Secrecy and silence helps beasts who violate boys get away with it

The secrecy around such beastly acts only serves to protect the perpetrator, leaving the victim exposed, vulnerable and unable to seek justice.

Teresa* was just about to give her son a bath one morning when she noticed his underwear was soiled with stool.

Nathan* was a six-year-old toilet-trained boy and he was not sick, yet he couldn’t explain why he had soiled his underwear.

His mother hadn’t given him a bath in a while, so she couldn’t tell if this was a new occurrence.

The nanny said the boy had been soiling himself on and off for some months, and her warnings to the boy not to do it again seemed to have fallen on deaf ears.

Teresa sat with a frightened Nathan, trying to get to the root of the matter. After an hour of pleading, she turned to threats and the boy opened up.

He said his anus was big because Uncle Stephen put his ‘thing’ in there and sometimes he had accidents because he wasn’t always able to hold back the stool.

Uncle Stephen had threatened to kill him and his mum if he breathed a word to anyone. Teresa went berserk and neighbours had to restrain her from hacking Stephen with a panga.

Stephen was arrested and taken into police custody and a distraught Teresa brought her son to the hospital. It was heartbreaking to listen to Nathan narrate how he was repeatedly sodomised by his 19-year-old uncle over 13 months.

 Stephen was the step brother of Nathan’s dad and had come to live with his brother’s family after completing high school. He was studying accounting part-time at a nearby college while waiting to join university.

Nathan’s parents were busy running their businesses, so they were hardly ever at home, while the nanny, an elderly lady, rarely went to the detached servant’s quarters where Stephen spent most of his time.

That was where the teenager sexually assaulted his little nephew unnoticed. Stephen would give his cousin little gifts and candy, as well as threats to instill fear and keep him from spilling the beans.

Defilement is one of the most difficult societal ills to deal with and the number of reported cases has been on the rise, tripling to over 3,000 between 2005 and 2010.

The reported cases are estimated to be much lower than the actual number of heinous acts that go unreported. The situation is far worse when the minor involved is a boy.

We have heard of stories where Form One boys are defiled by older colleagues as part of initiation rituals into secondary school.

The secrecy around such beastly acts only serves to protect the perpetrator, leaving the victim exposed, vulnerable and unable to seek justice.

In some communities, it is taboo to talk about sodomy to the extent that justice is denied to appease the society.

We are quick to condemn these acts when they happen to girls and everyone will be rightfully baying for blood. But for the boy, we are more subdued, talking in hushed tones and contributing to the loud silence that breeds impunity.

STIGMA

A child who has been a victim of defilement is already stigmatised irrespective of gender.

Being unable to deal with sodomy as a country leaves us even more ill-equipped to handle it when it happens to our children. Our attitudes need an urgent makeover. We need to face this demon head on and protect our vulnerable boys.

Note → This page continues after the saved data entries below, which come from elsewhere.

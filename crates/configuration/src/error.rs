use thiserror::Error;

#[derive(Error, Debug)]
pub enum ConfigError {
    #[error("Failed to load configuration from file: {0}")]
    LoadError(#[from] config::ConfigError),

    #[error("Configuration validation error: {0}")]
    ValidationError(String),

    #[error("Failed to initialize logging: {0}")]
    LoggingError(String),
}
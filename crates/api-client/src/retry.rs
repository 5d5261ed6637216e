use configuration::ApiSettings;
use std::time::Duration;

/// Bounded, fixed-delay retry.
///
/// The job runs hourly against a single symbol, so a constant pause between a
/// small number of attempts is enough; there is no exponential growth.
#[derive(Debug, Clone, Copy, PartialEq, Eq)]
pub struct RetryPolicy {
    pub max_attempts: u32,
    pub delay: Duration,
}

impl RetryPolicy {
    pub fn new(max_attempts: u32, delay: Duration) -> Self {
        Self { max_attempts, delay }
    }

    /// The pause after the given (1-based) failed attempt.
    pub fn delay_after(&self, _attempt: u32) -> Duration {
        self.delay
    }

    /// Whether another attempt follows the given (1-based) failed attempt.
    pub fn should_retry(&self, attempt: u32) -> bool {
        attempt < self.max_attempts
    }
}

impl Default for RetryPolicy {
    fn default() -> Self {
        Self::new(3, Duration::from_secs(2))
    }
}

impl From<&ApiSettings> for RetryPolicy {
    fn from(settings: &ApiSettings) -> Self {
        Self::new(settings.max_attempts, settings.retry_delay())
    }
}

#[cfg(test)]
mod tests {
    use super::*;

    #[test]
    fn delay_is_constant() {
        let policy = RetryPolicy::default();
        assert_eq!(policy.delay_after(1), Duration::from_secs(2));
        assert_eq!(policy.delay_after(2), Duration::from_secs(2));
    }

    #[test]
    fn retries_stop_at_the_last_attempt() {
        let policy = RetryPolicy::default();
        assert!(policy.should_retry(1));
        assert!(policy.should_retry(2));
        assert!(!policy.should_retry(3));
    }

    #[test]
    fn built_from_api_settings() {
        let settings = ApiSettings { max_attempts: 5, retry_delay_secs: 1, ..ApiSettings::default() };
        assert_eq!(RetryPolicy::from(&settings), RetryPolicy::new(5, Duration::from_secs(1)));
    }
}
use anyhow::Context;
use api_client::AlphaVantageClient;
use clap::{Parser, Subcommand};
use configuration::{init_tracing, load_config, CliOverrides, Config};
use database::{MemoryConnector, MemoryQuoteStore, PgConnector, StoreConnector};
use pipeline::{Pipeline, PipelineConfig};
use std::process::ExitCode;
use std::sync::Arc;

mod schedule;

use schedule::{run_schedule, HourlySchedule};

/// The main entry point for the quote ingestion job.
#[tokio::main]
async fn main() -> anyhow::Result<ExitCode> {
    // Parse command-line arguments
    let cli = Cli::parse();

    let mut config = load_config(&cli.overrides.config)
        .with_context(|| format!("failed to load {}", cli.overrides.config.display()))?;
    cli.overrides.apply(&mut config);
    config.validate()?;

    // Hold the guards until the process exits so buffered log lines are flushed.
    let _log_guards = init_tracing(&config.logging)?;
    tracing::debug!(config = ?config, "Configuration loaded.");

    // Execute the appropriate command
    match cli.command {
        Commands::Run(args) => {
            let pipeline = build_pipeline(&config, args.dry_run)?;
            let result = pipeline.run().await;
            println!("{}", serde_json::to_string(&result)?);
            Ok(if result.is_success() { ExitCode::SUCCESS } else { ExitCode::FAILURE })
        }
        Commands::Schedule(args) => {
            let pipeline = build_pipeline(&config, args.dry_run)?;
            let schedule = HourlySchedule::from_settings(&config.schedule)?;
            let interrupted = async {
                if let Err(e) = tokio::signal::ctrl_c().await {
                    tracing::error!(error = %e, "Failed to listen for Ctrl-C.");
                    std::future::pending::<()>().await;
                }
            };
            run_schedule(pipeline, schedule, interrupted).await;
            Ok(ExitCode::SUCCESS)
        }
    }
}

// ==============================================================================
// CLI Structure
// ==============================================================================

/// Fetches daily prices for one symbol and upserts them into PostgreSQL.
#[derive(Parser)]
#[command(author, version, about, long_about = None)]
struct Cli {
    #[command(flatten)]
    overrides: CliOverrides,

    #[command(subcommand)]
    command: Commands,
}

#[derive(Subcommand)]
enum Commands {
    /// Run the pipeline once and print the result as JSON.
    Run(RunArgs),
    /// Run the pipeline every hour at the configured minute until interrupted.
    Schedule(RunArgs),
}

#[derive(Parser)]
struct RunArgs {
    /// Keep rows in memory instead of writing to the database.
    #[arg(long)]
    dry_run: bool,
}

// ==============================================================================
// Wiring
// ==============================================================================

fn build_pipeline(config: &Config, dry_run: bool) -> anyhow::Result<Pipeline> {
    let source = AlphaVantageClient::new(&config.api).context("failed to build the API client")?;

    let connector: Arc<dyn StoreConnector> = if dry_run {
        tracing::warn!("Dry run: rows will not be written to the database.");
        Arc::new(MemoryConnector::new(MemoryQuoteStore::new()))
    } else {
        Arc::new(PgConnector::new(config.database.clone()))
    };

    Ok(Pipeline::new(PipelineConfig::from(config), Arc::new(source), connector))
}
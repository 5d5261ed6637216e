use crate::settings::Config;
use std::path::PathBuf;

/// Command-line flags shared by every subcommand that loads the configuration.
#[derive(Debug, Clone, clap::Args)]
pub struct CliOverrides {
    /// Path to the TOML configuration file. A missing file is not an error.
    #[arg(long, global = true, default_value = "config.toml")]
    pub config: PathBuf,

    /// Ingest this symbol instead of the configured one.
    #[arg(long, global = true)]
    pub symbol: Option<String>,
}

impl CliOverrides {
    /// Applies the flags on top of an already loaded configuration.
    pub fn apply(&self, config: &mut Config) {
        if let Some(symbol) = &self.symbol {
            config.symbol = symbol.clone();
        }
    }
}
use crate::error::ApiError;
use async_trait::async_trait;
use configuration::ApiSettings;
use serde_json::Value;

pub mod error;
pub mod parser;
pub mod responses;
pub mod retry;

// --- Public API ---
pub use error::ParseError;
pub use parser::parse_daily;
pub use responses::{FetchOutcome, ResponseMarkers};
pub use retry::RetryPolicy;

/// What to fetch and with which credential.
#[derive(Clone)]
pub struct QuoteRequest {
    pub symbol: String,
    pub api_key: String,
}

impl std::fmt::Debug for QuoteRequest {
    fn fmt(&self, f: &mut std::fmt::Formatter<'_>) -> std::fmt::Result {
        f.debug_struct("QuoteRequest")
            .field("symbol", &self.symbol)
            .field("api_key", &"<redacted>")
            .finish()
    }
}

/// The abstract interface for a source of daily time-series payloads.
/// The pipeline only talks to this trait, so tests can swap in a fake.
#[async_trait]
pub trait QuoteSource: Send + Sync {
    /// Fetches one payload, retrying transient failures internally.
    /// Never returns `FetchOutcome::TransientFailure`.
    async fn fetch_daily(&self, request: &QuoteRequest) -> FetchOutcome;
}

/// A concrete `QuoteSource` for the Alpha Vantage query endpoint.
#[derive(Debug, Clone)]
pub struct AlphaVantageClient {
    client: reqwest::Client,
    base_url: String,
    function: String,
    output_size: String,
    retry: RetryPolicy,
    markers: ResponseMarkers,
}

impl AlphaVantageClient {
    pub fn new(settings: &ApiSettings) -> Result<Self, ApiError> {
        let client = reqwest::Client::builder()
            .timeout(settings.timeout())
            .build()?;

        Ok(Self {
            client,
            base_url: settings.base_url.clone(),
            function: settings.function.clone(),
            output_size: settings.output_size.clone(),
            retry: RetryPolicy::from(settings),
            markers: ResponseMarkers::from(settings),
        })
    }

    pub fn with_retry_policy(mut self, retry: RetryPolicy) -> Self {
        self.retry = retry;
        self
    }

    /// Issues a single request and classifies what came back.
    async fn attempt(&self, request: &QuoteRequest, attempt: u32) -> FetchOutcome {
        tracing::info!(
            url = %self.base_url,
            function = %self.function,
            symbol = %request.symbol,
            outputsize = %self.output_size,
            attempt,
            max_attempts = self.retry.max_attempts,
            "Fetching time series."
        );

        let response = match self
            .client
            .get(&self.base_url)
            .query(&[
                ("function", self.function.as_str()),
                ("symbol", request.symbol.as_str()),
                ("apikey", request.api_key.as_str()),
                ("outputsize", self.output_size.as_str()),
            ])
            .send()
            .await
        {
            Ok(response) => response,
            // `without_url` keeps the API key out of the message.
            Err(e) => return FetchOutcome::TransientFailure(format!("request failed: {}", e.without_url())),
        };

        let status = response.status();
        if !status.is_success() {
            return FetchOutcome::TransientFailure(format!("unexpected HTTP status {}", status));
        }

        let body = match response.json::<Value>().await {
            Ok(body) => body,
            Err(e) => {
                return FetchOutcome::TransientFailure(format!("invalid JSON body: {}", e.without_url()));
            }
        };

        if let Some(object) = body.as_object() {
            let keys: Vec<&str> = object.keys().map(String::as_str).collect();
            tracing::info!(keys = ?keys, "API response keys.");
        }

        self.markers.classify(body)
    }
}

#[async_trait]
impl QuoteSource for AlphaVantageClient {
    async fn fetch_daily(&self, request: &QuoteRequest) -> FetchOutcome {
        for attempt in 1..=self.retry.max_attempts {
            match self.attempt(request, attempt).await {
                FetchOutcome::TransientFailure(reason) => {
                    tracing::warn!(
                        symbol = %request.symbol,
                        attempt,
                        max_attempts = self.retry.max_attempts,
                        error = %reason,
                        "Fetch attempt failed."
                    );
                    if self.retry.should_retry(attempt) {
                        tokio::time::sleep(self.retry.delay_after(attempt)).await;
                    }
                }
                outcome => return outcome,
            }
        }

        FetchOutcome::ExhaustedRetries { attempts: self.retry.max_attempts }
    }
}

The perpetrators don’t come wearing a badge on their foreheads. They are the men of all ages who live among us, interacting with us on a daily basis. They get away with the crime because we have not created safe spaces for our boys to speak up.

As parents and guardians, we must start early. Teach your children, both male and female, to understand the sanctity of their bodies, the concept of personal space and how to loudly communicate when they feel violated, irrespective of the person doing it.

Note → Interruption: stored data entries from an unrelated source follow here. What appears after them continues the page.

//! End-to-end tests for `Pipeline::run`.
//!
//! The fetch side is either a scripted `QuoteSource` or the real client against
//! a wiremock server; storage is the in-memory store, which shares the
//! replace-on-conflict semantics of the Postgres repository.

use std::sync::atomic::{AtomicUsize, Ordering};
use std::sync::Arc;
use std::time::Duration;

use api_client::{AlphaVantageClient, FetchOutcome, QuoteRequest, QuoteSource, RetryPolicy};
use async_trait::async_trait;
use chrono::NaiveDate;
use configuration::{ApiSettings, ParserSettings};
use core_types::QuoteRow;
use database::{MemoryConnector, MemoryQuoteStore};
use pipeline::{Pipeline, PipelineConfig, PipelineResult};
use serde_json::{json, Value};
use wiremock::matchers::method;
use wiremock::{Mock, MockServer, ResponseTemplate};

/// A `QuoteSource` that always answers with the same outcome and counts calls.
struct ScriptedSource {
    outcome: FetchOutcome,
    calls: AtomicUsize,
}

impl ScriptedSource {
    fn new(outcome: FetchOutcome) -> Arc<Self> {
        Arc::new(Self { outcome, calls: AtomicUsize::new(0) })
    }

    fn calls(&self) -> usize {
        self.calls.load(Ordering::SeqCst)
    }
}

#[async_trait]
impl QuoteSource for ScriptedSource {
    async fn fetch_daily(&self, _request: &QuoteRequest) -> FetchOutcome {
        self.calls.fetch_add(1, Ordering::SeqCst);
        self.outcome.clone()
    }
}

fn config(api_key: Option<&str>) -> PipelineConfig {
    PipelineConfig {
        api_key: api_key.map(str::to_string),
        symbol: "GOOG".to_string(),
        parser: ParserSettings::default(),
    }
}

fn daily_payload(close: &str) -> Value {
    json!({
        "Meta Data": { "2. Symbol": "GOOG" },
        "Time Series (Daily)": {
            "2024-01-02": { "1. open": "10", "2. high": "12", "3. low": "9", "4. close": close, "5. volume": "1000" },
            "2024-01-03": { "1. open": "11", "2. high": "13", "3. low": "10", "4. close": "12", "5. volume": "2000" }
        }
    })
}

fn pipeline(
    api_key: Option<&str>,
    source: Arc<dyn QuoteSource>,
    connector: &MemoryConnector,
) -> Pipeline {
    Pipeline::new(config(api_key), source, Arc::new(connector.clone()))
}

#[tokio::test]
async fn missing_api_key_is_a_config_error_without_network_calls() {
    let source = ScriptedSource::new(FetchOutcome::Success(daily_payload("11")));
    let connector = MemoryConnector::new(MemoryQuoteStore::new());

    for key in [None, Some(""), Some("   ")] {
        let result = pipeline(key, source.clone(), &connector).run().await;
        assert!(matches!(result, PipelineResult::ConfigError { .. }), "key {key:?}");
    }

    assert_eq!(source.calls(), 0);
    assert_eq!(connector.connections(), 0);
}

#[tokio::test]
async fn fetch_outcomes_map_to_results() {
    let connector = MemoryConnector::new(MemoryQuoteStore::new());

    let result = pipeline(Some("k"), ScriptedSource::new(FetchOutcome::ExhaustedRetries { attempts: 3 }), &connector)
        .run()
        .await;
    assert_eq!(result, PipelineResult::FetchError { reason: "fetch failed after 3 attempts".to_string() });

    let result = pipeline(Some("k"), ScriptedSource::new(FetchOutcome::ApiError("Invalid API call.".to_string())), &connector)
        .run()
        .await;
    assert_eq!(result, PipelineResult::FetchError { reason: "Invalid API call.".to_string() });

    let result = pipeline(Some("k"), ScriptedSource::new(FetchOutcome::RateLimited("5 per minute".to_string())), &connector)
        .run()
        .await;
    assert_eq!(result, PipelineResult::RateLimited { message: "5 per minute".to_string() });

    assert_eq!(connector.connections(), 0);
}

#[tokio::test]
async fn parse_failure_stops_before_storage() {
    let connector = MemoryConnector::new(MemoryQuoteStore::new());
    let source = ScriptedSource::new(FetchOutcome::Success(json!({ "Meta Data": {} })));

    let result = pipeline(Some("k"), source, &connector).run().await;

    assert!(matches!(result, PipelineResult::ParseError { .. }));
    assert_eq!(connector.connections(), 0);
}

#[tokio::test]
async fn empty_series_succeeds_with_zero_rows_and_no_connection() {
    let connector = MemoryConnector::new(MemoryQuoteStore::new());
    let source = ScriptedSource::new(FetchOutcome::Success(json!({ "Time Series (Daily)": {} })));

    let result = pipeline(Some("k"), source, &connector).run().await;

    assert_eq!(result, PipelineResult::Success { rows: 0 });
    assert_eq!(connector.connections(), 0);
}

#[tokio::test]
async fn refused_connection_is_a_storage_error() {
    let connector = MemoryConnector::refusing(MemoryQuoteStore::new());
    let source = ScriptedSource::new(FetchOutcome::Success(daily_payload("11")));

    let result = pipeline(Some("k"), source, &connector).run().await;

    assert!(matches!(result, PipelineResult::StorageError { .. }));
    assert!(connector.store().rows().await.is_empty());
}

#[tokio::test]
async fn failed_write_is_a_storage_error_and_still_closes_the_store() {
    let store = MemoryQuoteStore::new();
    store.fail_writes(true).await;
    let connector = MemoryConnector::new(store.clone());
    let source = ScriptedSource::new(FetchOutcome::Success(daily_payload("11")));

    let result = pipeline(Some("k"), source, &connector).run().await;

    assert!(matches!(result, PipelineResult::StorageError { .. }));
    assert_eq!(store.closes().await, 1);
    assert!(store.rows().await.is_empty());
}

#[tokio::test]
async fn rerunning_keeps_one_row_per_day_with_latest_values() {
    let store = MemoryQuoteStore::new();
    let connector = MemoryConnector::new(store.clone());

    let first = pipeline(Some("k"), ScriptedSource::new(FetchOutcome::Success(daily_payload("11"))), &connector)
        .run()
        .await;
    let second = pipeline(Some("k"), ScriptedSource::new(FetchOutcome::Success(daily_payload("11.5"))), &connector)
        .run()
        .await;

    assert_eq!(first, PipelineResult::Success { rows: 2 });
    assert_eq!(second, PipelineResult::Success { rows: 2 });

    let rows = store.rows().await;
    assert_eq!(rows.len(), 2);
    let jan_2 = rows
        .iter()
        .find(|r| r.date == NaiveDate::from_ymd_opt(2024, 1, 2).unwrap())
        .unwrap();
    assert_eq!(jan_2.close, 11.5);
    assert_eq!(jan_2.adjusted_close, 11.5);
    assert_eq!(store.closes().await, 2);
}

#[tokio::test]
async fn identical_runs_converge_to_the_same_state() {
    let store = MemoryQuoteStore::new();
    let connector = MemoryConnector::new(store.clone());
    let source = ScriptedSource::new(FetchOutcome::Success(daily_payload("11")));
    let run = pipeline(Some("k"), source, &connector);

    let (a, b) = tokio::join!(run.run(), run.run());

    assert_eq!(a, PipelineResult::Success { rows: 2 });
    assert_eq!(b, PipelineResult::Success { rows: 2 });
    assert_eq!(store.rows().await.len(), 2);
}

fn wiremock_client(server: &MockServer) -> Arc<AlphaVantageClient> {
    let settings = ApiSettings { base_url: format!("{}/query", server.uri()), ..ApiSettings::default() };
    Arc::new(
        AlphaVantageClient::new(&settings)
            .unwrap()
            .with_retry_policy(RetryPolicy::new(3, Duration::from_millis(10))),
    )
}

#[tokio::test]
async fn transport_failing_every_attempt_is_a_fetch_error() {
    let server = MockServer::start().await;
    Mock::given(method("GET"))
        .respond_with(ResponseTemplate::new(502))
        .expect(3)
        .mount(&server)
        .await;
    let connector = MemoryConnector::new(MemoryQuoteStore::new());

    let result = pipeline(Some("k"), wiremock_client(&server), &connector).run().await;

    assert!(matches!(result, PipelineResult::FetchError { .. }));
    assert_eq!(connector.connections(), 0);
}

#[tokio::test]
async fn reference_payload_is_stored_end_to_end() {
    let server = MockServer::start().await;
    Mock::given(method("GET"))
        .respond_with(ResponseTemplate::new(200).set_body_json(json!({
            "Time Series (Daily)": {
                "2024-01-02": { "1. open": "10", "2. high": "12", "3. low": "9", "4. close": "11", "5. volume": "1000" }
            }
        })))
        .mount(&server)
        .await;
    let store = MemoryQuoteStore::new();
    let connector = MemoryConnector::new(store.clone());

    let result = pipeline(Some("k"), wiremock_client(&server), &connector).run().await;

    assert_eq!(result, PipelineResult::Success { rows: 1 });
    assert_eq!(
        store.rows().await,
        vec![QuoteRow {
            symbol: "GOOG".to_string(),
            date: NaiveDate::from_ymd_opt(2024, 1, 2).unwrap(),
            open: 10.0,
            high: 12.0,
            low: 9.0,
            close: 11.0,
            adjusted_close: 11.0,
            volume: 1000,
        }]
    );
}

Let children understand the importance of reporting threats made to them or the people they love and take them seriously whenever they do so. This builds the critical trust needed if they become victims, so that they can speak up.

Our police service and legal systems need to be strengthened and supported to effectively deal with assault cases. It is abominable for the legal system to take five years to bring a perpetrator to book while continuing to live in the same environment as his young victim.

Our investigative mechanisms must also step up. Collection and processing of forensic evidence should not be the preserve of television crime dramas, but an integral part of our investigations as a sure way of proving cases and getting perpetrators punished.

The child victims need professional care to deal with the trauma and the family needs support to deal with the issues. Therefore, the community must do better than gawk at the victim and gossip about him in hushed tones. It is humiliating and demeaning and a complete detractor to the healing process.

If you cannot be helpful, get out of the way and let those who are doing something get on with it!